Pour les sources de financement mutualistes disponibles au niveau de la zone, la procédure reste la même. Ce sont les membres du ménage qui sont affiliés à ces institutions, surtout les femmes dans le sociétariat de la microfinance. Celle-ci, selon les producteurs, ne s’intéresse pas, pour la plupart à l’investissement de l’agriculture, domaine jugé très aléatoire. D’autres institutions ont, par contre certes la volonté de procéder au financement de l’agriculture, mais elles n’ont pas assez de moyens pour fiancer tous les GIE de la place. Ainsi donc, l’argent n’est pas utilisé pour financer les grandes cultures comme la riziculture. Les femmes, qui en majorité utilisent ces mutuelles, le font pour le petit commerce. La plus part des femmes dans les ménages des producteurs enquêtés se sont adhérées à des mutuelles qui ne s’engagent que peu sur le financement de l’agriculture. Parmi les mutuelles de la zone, une à deux acceptent de financer l’agriculture et notamment le maraîchage dans son volet commercialisation. En plus, certaines mutuelles font des séances de causeries, procèdent à des séances de formation et participent à la construction de magasins de stockage des récoltes. Ces activités rentrent dans le cadre d’activités d’appui et de soutien aux agriculteurs.

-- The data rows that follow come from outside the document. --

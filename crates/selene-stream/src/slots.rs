//! GPU texture slot allocation seam.
//!
//! The renderer owns the actual atlas/array textures; this module only
//! defines the contract the streaming core drives. Slots are allocated,
//! uploaded, and freed exclusively from the main thread.

use crate::{PixelBuffer, StreamError};
use selene_cubesphere::TileAddress;

/// Identifier of one slot in the renderer's bounded slot space.
#[derive(Clone, Copy, Debug, PartialEq, Eq, Hash)]
pub struct SlotId(pub u32);

/// Which tile texture channel a slot holds.
#[derive(Clone, Copy, Debug, PartialEq, Eq, Hash)]
pub enum TextureChannel {
    /// Encoded elevation (also sampled for normals).
    Elevation,
    /// Diffuse color.
    Diffuse,
}

/// Placement of one tile inside the renderer's slot space: the slot plus the
/// normalized top-left position and edge length the renderer assigned to it.
#[derive(Clone, Copy, Debug, PartialEq)]
pub struct SlotRegion {
    /// The allocated slot.
    pub slot: SlotId,
    /// Top-left corner in normalized atlas coordinates.
    pub offset: [f32; 2],
    /// Edge length in normalized atlas coordinates.
    pub size: f32,
}

/// The renderer-side slot allocator and uploader.
///
/// Allocation fails with [`StreamError::SlotsExhausted`] when the bounded
/// slot space is full; the caller treats that as a capacity violation.
pub trait TextureSlots {
    /// Claim a free slot for `channel`, recording `address` for diagnostics.
    fn allocate(
        &mut self,
        channel: TextureChannel,
        address: TileAddress,
    ) -> Result<SlotRegion, StreamError>;

    /// Push pixel data into a previously allocated slot.
    fn upload(&mut self, channel: TextureChannel, slot: SlotId, pixels: &PixelBuffer);

    /// Return a slot to the free set.
    fn free(&mut self, channel: TextureChannel, slot: SlotId);
}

Il est donc évident que le GIE est la forme d’organisation la plus répandue, il n’y a pas du tout d’entreprise personnelle (sauf dans les prestations de services mécanisés). Dans la zone d’étude, les agriculteurs sortent d’une situation de léthargie totale (problème des impayés, retrait des parcelles ou abandon de parcelles vétustes, etc.). Ils sont dans une phase de restructuration intéressante qui met au devant une catégorie d’agriculteurs jeunes, formés et ambitieux qui ont envie « d’autre chose ». Toutefois, il est saisissant de noter le contraste entre la volonté des acteurs d’accéder à plus de financement, à développer des activités d’envergure et la faiblesse de leurs organisations de base. Cet échec organisationnel, imputé à des manquements dans le passé sur le crédit (faible remboursement, déviation d’objectifs de crédit, etc.) conduit à un changement de mentalité et un nouveau plaidoyer auprès des autorités et bailleurs de fonds pour une restructuration de l’offre et son accroissement.

Cependant, pour arriver à jouer pleinement leur rôle, les associations ont besoin non seulement de mieux se structurer, d’être mieux formées mais surtout de régler les conflits latents ou exprimés dans l’exercice du pouvoir des «leaders inamovibles» et leur reconnaissance. Ainsi, « l’union fait la force » tant clamée par les acteurs cache mal un manque d’organisation.